> **Task statement**
Repeat every entry, word for word, leaving no line out.

[[ Extracted information open ]]

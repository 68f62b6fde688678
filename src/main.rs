use applicant_tracking::{
    config::{get_config, init_config},
    database::pool::{create_pool, run_migrations},
    models::notification::NotificationType,
    services::notification_service::OutboundMessage,
    AppState,
};
use tracing::info;
use tracing_subscriber::EnvFilter;

fn init_tracing() {
    let filter = EnvFilter::try_from_default_env().unwrap_or_else(|_| EnvFilter::new("info"));
    let json = std::env::var("LOG_FORMAT")
        .map(|v| v.eq_ignore_ascii_case("json"))
        .unwrap_or(false);

    if json {
        tracing_subscriber::fmt().with_env_filter(filter).json().init();
    } else {
        tracing_subscriber::fmt().with_env_filter(filter).init();
    }
}

fn usage() -> anyhow::Error {
    anyhow::anyhow!("usage: applicant-tracking [migrate | audit-latest [N] | broadcast <title> <message>]")
}

#[tokio::main]
async fn main() -> anyhow::Result<()> {
    init_tracing();
    init_config()?;
    let config = get_config()?;

    let pool = create_pool(config).await?;
    run_migrations(&pool).await?;
    info!("migrations applied");

    let args: Vec<String> = std::env::args().skip(1).collect();
    let command = args.first().map(String::as_str).unwrap_or("migrate");

    match command {
        "migrate" => {}
        "audit-latest" => {
            let count = match args.get(1) {
                Some(raw) => Some(raw.parse::<i64>()?),
                None => None,
            };
            let state = AppState::from_pool(pool, config)?;
            let events = state.audit_service.latest(count).await?;
            println!("{}", serde_json::to_string_pretty(&events)?);
        }
        "broadcast" => {
            let (Some(title), Some(message)) = (args.get(1), args.get(2)) else {
                return Err(usage());
            };
            let state = AppState::from_pool(pool, config)?;
            let outbound =
                OutboundMessage::new(title.as_str(), message.as_str(), NotificationType::System)
                    .with_email();
            let notified = state
                .notification_service
                .broadcast_to_candidates(&outbound)
                .await?;
            info!(notified, "broadcast sent");
        }
        _ => return Err(usage()),
    }

    Ok(())
}
pub mod application_dto;
pub mod audit_dto;
pub mod communication_dto;
pub mod cv_dto;
pub mod dashboard_dto;
pub mod interview_dto;
pub mod job_dto;
pub mod notification_dto;
use async_trait::async_trait;
use reqwest::Client;
use serde::Serialize;
use std::time::Duration;
use tracing::{debug, warn};

use crate::config::EmailOptions;
use crate::error::Result;

const DISABLED_RESPONSE: &str = "Email delivery disabled; simulated success.";

/// Result of one provider hand-off. Failures are data, never errors.
#[derive(Debug, Clone, PartialEq, Eq)]
pub struct DeliveryOutcome {
    pub success: bool,
    pub response: String,
}

impl DeliveryOutcome {
    pub fn sent(response: impl Into<String>) -> Self {
        Self {
            success: true,
            response: response.into(),
        }
    }

    pub fn failed(response: impl Into<String>) -> Self {
        Self {
            success: false,
            response: response.into(),
        }
    }
}

#[cfg_attr(test, mockall::automock)]
#[async_trait]
pub trait EmailSender: Send + Sync {
    async fn send(&self, to: &str, subject: &str, body: &str) -> DeliveryOutcome;
}

#[derive(Serialize)]
struct EmailRelayMessage<'a> {
    from_address: &'a str,
    from_name: &'a str,
    to: &'a str,
    subject: &'a str,
    body: &'a str,
}

/// Hands e-mail to an HTTP relay that owns the SMTP session.
#[derive(Clone)]
pub struct RelayEmailSender {
    client: Client,
    options: EmailOptions,
}

impl RelayEmailSender {
    pub fn new(options: EmailOptions, timeout: Duration) -> Result<Self> {
        let client = Client::builder().timeout(timeout).build()?;
        Ok(Self { client, options })
    }
}

#[async_trait]
impl EmailSender for RelayEmailSender {
    async fn send(&self, to: &str, subject: &str, body: &str) -> DeliveryOutcome {
        if !self.options.enabled {
            return DeliveryOutcome::sent(DISABLED_RESPONSE);
        }

        let Some(url) = self.options.relay_url.as_deref() else {
            return DeliveryOutcome::failed("relay url not configured");
        };

        let message = EmailRelayMessage {
            from_address: &self.options.from_address,
            from_name: &self.options.from_name,
            to,
            subject,
            body,
        };

        let mut request = self.client.post(url).json(&message);
        if let Some(secret) = self.options.relay_secret.as_deref() {
            request = request.header("X-Relay-Secret", secret);
        }

        match request.send().await {
            Ok(resp) => {
                let status = resp.status();
                if status.is_success() {
                    debug!(to, "email relay accepted message");
                    DeliveryOutcome::sent("Sent")
                } else {
                    let body = resp.text().await.unwrap_or_default();
                    warn!(to, status = status.as_u16(), "email relay rejected message");
                    DeliveryOutcome::failed(format!("relay status {}: {}", status.as_u16(), body))
                }
            }
            Err(err) => {
                warn!(to, error = %err, "email relay unreachable");
                DeliveryOutcome::failed(err.to_string())
            }
        }
    }
}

[[ Extracted information closed ]]

> **Task solution**
repository 68f62b6fde688678
filename src/main.rs
use applicant_tracking::{
    config::{get_config, init_config},
    database::pool::{create_pool, run_migrations},
    models::notification::NotificationType,
    services::notification_service::OutboundMessage,
    AppState,
};
use tracing::info;
use tracing_subscriber::EnvFilter;

fn init_tracing() {
    let filter = EnvFilter::try_from_default_env().unwrap_or_else(|_| EnvFilter::new("info"));
    let json = std::env::var("LOG_FORMAT")
        .map(|v| v.eq_ignore_ascii_case("json"))
        .unwrap_or(false);

    if json {
        tracing_subscriber::fmt().with_env_filter(filter).json().init();
    } else {
        tracing_subscriber::fmt().with_env_filter(filter).init();
    }
}

fn usage() -> anyhow::Error {
    anyhow::anyhow!("usage: applicant-tracking [migrate | audit-latest [N] | broadcast <title> <message>]")
}

#[tokio::main]
async fn main() -> anyhow::Result<()> {
    init_tracing();
    init_config()?;
    let config = get_config()?;

    let pool = create_pool(config).await?;
    run_migrations(&pool).await?;
    info!("migrations applied");

    let args: Vec<String> = std::env::args().skip(1).collect();
    let command = args.first().map(String::as_str).unwrap_or("migrate");

    match command {
        "migrate" => {}
        "audit-latest" => {
            let count = match args.get(1) {
                Some(raw) => Some(raw.parse::<i64>()?),
                None => None,
            };
            let state = AppState::from_pool(pool, config)?;
            let events = state.audit_service.latest(count).await?;
            println!("{}", serde_json::to_string_pretty(&events)?);
        }
        "broadcast" => {
            let (Some(title), Some(message)) = (args.get(1), args.get(2)) else {
                return Err(usage());
            };
            let state = AppState::from_pool(pool, config)?;
            let outbound =
                OutboundMessage::new(title.as_str(), message.as_str(), NotificationType::System)
                    .with_email();
            let notified = state
                .notification_service
                .broadcast_to_candidates(&outbound)
                .await?;
            info!(notified, "broadcast sent");
        }
        _ => return Err(usage()),
    }

    Ok(())
}
pub mod application_dto;
pub mod audit_dto;
pub mod communication_dto;
pub mod cv_dto;
pub mod dashboard_dto;
pub mod interview_dto;
pub mod job_dto;
pub mod notification_dto;
use async_trait::async_trait;
use reqwest::Client;
use serde::Serialize;
use std::time::Duration;
use tracing::{debug, warn};

use crate::config::EmailOptions;
use crate::error::Result;

const DISABLED_RESPONSE: &str = "Email delivery disabled; simulated success.";

/// Result of one provider hand-off. Failures are data, never errors.
#[derive(Debug, Clone, PartialEq, Eq)]
pub struct DeliveryOutcome {
    pub success: bool,
    pub response: String,
}

impl DeliveryOutcome {
    pub fn sent(response: impl Into<String>) -> Self {
        Self {
            success: true,
            response: response.into(),
        }
    }

    pub fn failed(response: impl Into<String>) -> Self {
        Self {
            success: false,
            response: response.into(),
        }
    }
}

#[cfg_attr(test, mockall::automock)]
#[async_trait]
pub trait EmailSender: Send + Sync {
    async fn send(&self, to: &str, subject: &str, body: &str) -> DeliveryOutcome;
}

#[derive(Serialize)]
struct EmailRelayMessage<'a> {
    from_address: &'a str,
    from_name: &'a str,
    to: &'a str,
    subject: &'a str,
    body: &'a str,
}

/// Hands e-mail to an HTTP relay that owns the SMTP session.
#[derive(Clone)]
pub struct RelayEmailSender {
    client: Client,
    options: EmailOptions,
}

impl RelayEmailSender {
    pub fn new(options: EmailOptions, timeout: Duration) -> Result<Self> {
        let client = Client::builder().timeout(timeout).build()?;
        Ok(Self { client, options })
    }
}

#[async_trait]
impl EmailSender for RelayEmailSender {
    async fn send(&self, to: &str, subject: &str, body: &str) -> DeliveryOutcome {
        if !self.options.enabled {
            return DeliveryOutcome::sent(DISABLED_RESPONSE);
        }

        let Some(url) = self.options.relay_url.as_deref() else {
            return DeliveryOutcome::failed("relay url not configured");
        };

        let message = EmailRelayMessage {
            from_address: &self.options.from_address,
            from_name: &self.options.from_name,
            to,
            subject,
            body,
        };

        let mut request = self.client.post(url).json(&message);
        if let Some(secret) = self.options.relay_secret.as_deref() {
            request = request.header("X-Relay-Secret", secret);
        }

        match request.send().await {
            Ok(resp) => {
                let status = resp.status();
                if status.is_success() {
                    debug!(to, "email relay accepted message");
                    DeliveryOutcome::sent("Sent")
                } else {
                    let body = resp.text().await.unwrap_or_default();
                    warn!(to, status = status.as_u16(), "email relay rejected message");
                    DeliveryOutcome::failed(format!("relay status {}: {}", status.as_u16(), body))
                }
            }
            Err(err) => {
                warn!(to, error = %err, "email relay unreachable");
                DeliveryOutcome::failed(err.to_string())
            }
        }
    }
}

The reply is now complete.